The discretion with which school authorities are clothed with respect to the discipline, management and government of the institution committed to their supervision is in the nature of a judicial discretion. And the adoption and enforcement by them of a rule, falling within the general scope of their discretion, can afford no basis for an action for damages against them, unless the rule, or the manner in which it is enforced, is so palpably unreasonable, arbitrary and oppressive as to give rise to an inference of malice. [Dritt v. Snodgrass, 66 Mo. 286; Deskins v. Gose, supra.]
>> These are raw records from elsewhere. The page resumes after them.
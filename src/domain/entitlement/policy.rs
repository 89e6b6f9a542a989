//! Entitlement policy: pure decision logic over a user's grants.
//!
//! Nothing here touches storage. Callers load an [`EntitlementSnapshot`]
//! and the policy decides eligibility and debit order. The debit itself is
//! a guarded update performed by the usage ledger; the order computed here
//! is only the sequence of candidates to try.

use super::{PublishingRights, RestrictionReason};
use crate::domain::catalog::PlanKind;
use crate::domain::foundation::{GrantId, Timestamp};
use crate::domain::grant::{Grant, GrantUsage};

/// The grants relevant to one user's entitlement decision.
#[derive(Debug, Clone, Default)]
pub struct EntitlementSnapshot {
    /// The user's active subscription, if any.
    pub subscription: Option<Grant>,
    /// The user's active packages.
    pub packages: Vec<Grant>,
    /// True when the user holds paid grants whose window has closed.
    pub has_lapsed: bool,
}

impl EntitlementSnapshot {
    pub fn new(subscription: Option<Grant>, packages: Vec<Grant>) -> Self {
        Self {
            subscription,
            packages,
            has_lapsed: false,
        }
    }

    pub fn with_lapsed(mut self, has_lapsed: bool) -> Self {
        self.has_lapsed = has_lapsed;
        self
    }
}

/// A grant to try debiting, in preference order.
#[derive(Debug, Clone, Copy, PartialEq, Eq)]
pub struct DebitCandidate {
    pub grant_id: GrantId,
    pub kind: PlanKind,
}

/// Computes publishing rights. Never mutates anything.
pub fn evaluate(snapshot: &EntitlementSnapshot, now: Timestamp) -> PublishingRights {
    let live_subscription = snapshot
        .subscription
        .as_ref()
        .filter(|g| g.kind() == PlanKind::Subscription && g.is_live(now));
    let live_packages: Vec<&Grant> = snapshot
        .packages
        .iter()
        .filter(|g| g.kind() == PlanKind::Package && g.is_live(now))
        .collect();

    let (weekly_remaining, monthly_remaining) = match live_subscription.map(|g| &g.usage) {
        Some(GrantUsage::Subscription(usage)) => {
            (Some(usage.weekly_remaining()), Some(usage.monthly_remaining()))
        }
        _ => (None, None),
    };

    // Saturates: several large packages can exceed u32 together.
    let credits_remaining = live_packages
        .iter()
        .map(|g| match &g.usage {
            GrantUsage::Package(usage) => usage.remaining(),
            GrantUsage::Subscription(_) => 0,
        })
        .fold(0u32, |total, remaining| total.saturating_add(remaining));

    let selected_grant = debit_order(snapshot, now).first().map(|c| c.grant_id);
    let can_publish = selected_grant.is_some();

    let restriction_reason = if can_publish {
        None
    } else {
        let anything_held =
            snapshot.subscription.is_some() || !snapshot.packages.is_empty() || snapshot.has_lapsed;
        Some(if !anything_held {
            RestrictionReason::NoActiveGrant
        } else if live_subscription.is_some() {
            RestrictionReason::LimitReached
        } else if !live_packages.is_empty() {
            RestrictionReason::CreditsExhausted
        } else {
            RestrictionReason::Expired
        })
    };

    PublishingRights {
        can_publish,
        restriction_reason,
        weekly_remaining,
        monthly_remaining,
        credits_remaining,
        selected_grant,
    }
}

/// Candidates to debit: the eligible subscription first, then eligible
/// packages oldest-created first.
pub fn debit_order(snapshot: &EntitlementSnapshot, now: Timestamp) -> Vec<DebitCandidate> {
    let subscription = snapshot
        .subscription
        .iter()
        .filter(|g| g.kind() == PlanKind::Subscription && g.is_eligible(now));

    let mut packages: Vec<&Grant> = snapshot
        .packages
        .iter()
        .filter(|g| g.kind() == PlanKind::Package && g.is_eligible(now))
        .collect();
    packages.sort_by_key(|g| g.created_at);

    subscription
        .chain(packages)
        .map(|g| DebitCandidate {
            grant_id: g.id,
            kind: g.kind(),
        })
        .collect()
}

#[cfg(test)]
mod tests {
    use super::*;
    use crate::domain::catalog::{Plan, PlanTerms, Price};
    use crate::domain::foundation::UserId;
    use crate::domain::grant::{PackageUsage, SubscriptionUsage};
    use proptest::prelude::*;

    fn user() -> UserId {
        UserId::new("user-1").unwrap()
    }

    fn active(terms: PlanTerms, created_at: Timestamp) -> Grant {
        let plan = Plan::new("plan", Price::new(100, "USD").unwrap(), 30, terms).unwrap();
        let mut grant = Grant::issue(&plan, user(), None, created_at).unwrap();
        grant.activate(created_at).unwrap();
        grant
    }

    fn subscription(weekly: (u32, u32), monthly: (u32, u32), now: Timestamp) -> Grant {
        let mut grant = active(
            PlanTerms::Subscription {
                weekly_limit: weekly.0,
                monthly_limit: monthly.0,
            },
            now,
        );
        grant.usage = GrantUsage::Subscription(
            SubscriptionUsage::restore(weekly.0, weekly.1, monthly.0, monthly.1).unwrap(),
        );
        grant
    }

    fn package(total: u32, used: u32, created_at: Timestamp) -> Grant {
        let mut grant = active(PlanTerms::Package { total_credits: total }, created_at);
        grant.usage = GrantUsage::Package(PackageUsage::restore(total, used).unwrap());
        grant
    }

    #[test]
    fn nothing_held_means_no_active_grant() {
        let rights = evaluate(&EntitlementSnapshot::default(), Timestamp::now());

        assert!(!rights.can_publish);
        assert_eq!(rights.restriction_reason, Some(RestrictionReason::NoActiveGrant));
        assert_eq!(rights.credits_remaining, 0);
        assert!(rights.weekly_remaining.is_none());
    }

    #[test]
    fn weekly_exhaustion_reports_limit_reached_despite_monthly_room() {
        let now = Timestamp::now();
        let snapshot = EntitlementSnapshot::new(Some(subscription((1, 1), (4, 1), now)), vec![]);
        let rights = evaluate(&snapshot, now);

        assert!(!rights.can_publish);
        assert_eq!(rights.restriction_reason, Some(RestrictionReason::LimitReached));
        assert_eq!(rights.weekly_remaining, Some(0));
        assert_eq!(rights.monthly_remaining, Some(3));
    }

    #[test]
    fn exhausted_packages_only_report_credits_exhausted() {
        let now = Timestamp::now();
        let snapshot = EntitlementSnapshot::new(None, vec![package(3, 3, now)]);

        assert_eq!(
            evaluate(&snapshot, now).restriction_reason,
            Some(RestrictionReason::CreditsExhausted)
        );
    }

    #[test]
    fn exhausted_subscription_outranks_exhausted_packages() {
        let now = Timestamp::now();
        let snapshot = EntitlementSnapshot::new(
            Some(subscription((1, 1), (4, 1), now)),
            vec![package(1, 1, now)],
        );

        assert_eq!(
            evaluate(&snapshot, now).restriction_reason,
            Some(RestrictionReason::LimitReached)
        );
    }

    #[test]
    fn exhausted_subscription_falls_back_to_package() {
        let now = Timestamp::now();
        let pkg = package(5, 0, now);
        let snapshot =
            EntitlementSnapshot::new(Some(subscription((1, 1), (4, 1), now)), vec![pkg.clone()]);
        let rights = evaluate(&snapshot, now);

        assert!(rights.can_publish);
        assert!(rights.restriction_reason.is_none());
        assert_eq!(rights.selected_grant, Some(pkg.id));
        assert_eq!(rights.credits_remaining, 5);
    }

    #[test]
    fn stale_active_grant_is_ineligible() {
        let now = Timestamp::now();
        let mut stale = package(10, 0, now.minus_days(60));
        stale.expired_at = Some(now.minus_days(1));
        let snapshot = EntitlementSnapshot::new(None, vec![stale]);
        let rights = evaluate(&snapshot, now);

        assert!(!rights.can_publish);
        assert_eq!(rights.restriction_reason, Some(RestrictionReason::Expired));
        assert_eq!(rights.credits_remaining, 0);
    }

    #[test]
    fn lapsed_flag_alone_reports_expired() {
        let snapshot = EntitlementSnapshot::default().with_lapsed(true);
        assert_eq!(
            evaluate(&snapshot, Timestamp::now()).restriction_reason,
            Some(RestrictionReason::Expired)
        );
    }

    #[test]
    fn subscription_is_preferred_over_packages() {
        let now = Timestamp::now();
        let sub = subscription((2, 0), (8, 0), now);
        let snapshot = EntitlementSnapshot::new(Some(sub.clone()), vec![package(5, 0, now)]);

        let order = debit_order(&snapshot, now);
        assert_eq!(order[0].grant_id, sub.id);
        assert_eq!(order[0].kind, PlanKind::Subscription);
        assert_eq!(order.len(), 2);
    }

    #[test]
    fn packages_are_ordered_oldest_first_regardless_of_input_order() {
        let now = Timestamp::now();
        let older = package(1, 0, now.minus_days(2));
        let newer = package(5, 0, now.minus_days(1));
        let snapshot = EntitlementSnapshot::new(None, vec![newer.clone(), older.clone()]);

        let ids: Vec<GrantId> = debit_order(&snapshot, now).iter().map(|c| c.grant_id).collect();
        assert_eq!(ids, vec![older.id, newer.id]);
    }

    #[test]
    fn exhausted_packages_are_skipped() {
        let now = Timestamp::now();
        let empty = package(1, 1, now.minus_days(2));
        let fresh = package(5, 0, now.minus_days(1));
        let snapshot = EntitlementSnapshot::new(None, vec![empty, fresh.clone()]);

        let order = debit_order(&snapshot, now);
        assert_eq!(order.len(), 1);
        assert_eq!(order[0].grant_id, fresh.id);
    }

    #[test]
    fn huge_package_balances_saturate_instead_of_overflowing() {
        let now = Timestamp::now();
        let packages: Vec<Grant> = (0..3)
            .map(|i| package(2_000_000_000, 0, now.minus_days(i)))
            .collect();

        let rights = evaluate(&EntitlementSnapshot::new(None, packages), now);

        assert!(rights.can_publish);
        assert_eq!(rights.credits_remaining, u32::MAX);
    }

    proptest! {
        #[test]
        fn credits_remaining_never_wraps(
            totals in proptest::collection::vec(1u32..=u32::MAX, 0..5),
        ) {
            let now = Timestamp::now();
            let expected = totals
                .iter()
                .map(|t| *t as u64)
                .sum::<u64>()
                .min(u32::MAX as u64) as u32;
            let pkgs: Vec<Grant> = totals
                .iter()
                .enumerate()
                .map(|(i, total)| package(*total, 0, now.minus_days(i as i64)))
                .collect();

            let rights = evaluate(&EntitlementSnapshot::new(None, pkgs), now);

            prop_assert_eq!(rights.credits_remaining, expected);
        }

        #[test]
        fn can_publish_iff_some_grant_has_capacity(
            weekly in (1u32..4, 0u32..4),
            monthly in (1u32..6, 0u32..6),
            with_sub in any::<bool>(),
            packages in proptest::collection::vec((1u32..4, 0u32..4), 0..4),
        ) {
            let now = Timestamp::now();
            let weekly = (weekly.0, weekly.1.min(weekly.0));
            let monthly = (monthly.0, monthly.1.min(monthly.0));
            let sub = with_sub.then(|| subscription(weekly, monthly, now));
            let pkgs: Vec<Grant> = packages
                .iter()
                .enumerate()
                .map(|(i, (total, used))| package(*total, (*used).min(*total), now.minus_days(i as i64)))
                .collect();

            let any_capacity = sub.as_ref().map_or(false, |g| g.usage.has_capacity())
                || pkgs.iter().any(|g| g.usage.has_capacity());
            let snapshot = EntitlementSnapshot::new(sub, pkgs);
            let rights = evaluate(&snapshot, now);

            prop_assert_eq!(rights.can_publish, any_capacity);
            prop_assert_eq!(rights.restriction_reason.is_none(), rights.can_publish);
            prop_assert_eq!(rights.selected_grant.is_some(), rights.can_publish);
            prop_assert_eq!(debit_order(&snapshot, now).is_empty(), !any_capacity);
        }
    }
}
The situation which confronted the President of the Teachers' College has been described. Not only was there a continuing breach of discipline intolerable in itself, but through it the lives of the inmates of the dormitory, as well as the State's property, were imperiled. There was an imperative necessity for putting to an end the fire hazard resulting from the explosion of firecrackers in the unlighted halls over their oil-soaked, partly rug covered, pine floors. Who were actively contributing to the conditions which had arisen he did not know. Apparently he was surrounded by a conspiracy of silence. But the fact is that every student in the dormitory was morally responsible for what was taking place there, unless their student government was wholly a fiction. In view of the situation with which he was faced the President would have been fully justified in closing the dormitory then and there. [Arnold v. School District, 78 Mo. 233; In re Rebenack, 62 Mo. App. 8.] Instead of doing that, however, he permitted it to remain open to those, and only those, who would give personal pledges to properly conduct themselves during the remainder of the term. The condition prescribed cannot be regarded as unreasonable; certainly no inference of malice can be drawn from its imposition.
Defendant Serena's speech in promulgating his order, in connection with his manner of delivering it, is stressed as having been unnecessarily harsh and offensive and calculated to humiliate and affront those to whom it was addressed. But it is clear that the situation called for blunt, emphatic statement; indignation on the part of the defendant was fully justified. Anger, of course, was out of place; but the exhibition of it disclosed by the record was not, all the circumstances considered, any evidence of malice.
Only constructive force was used by defendant Chapman in carrying out the President's order. A situation requiring its employment was apparently brought about by appellant himself for the purpose of laying a foundation for this action.
The judgment of the circuit court is affirmed. All concur, except Graves, J., who dissents.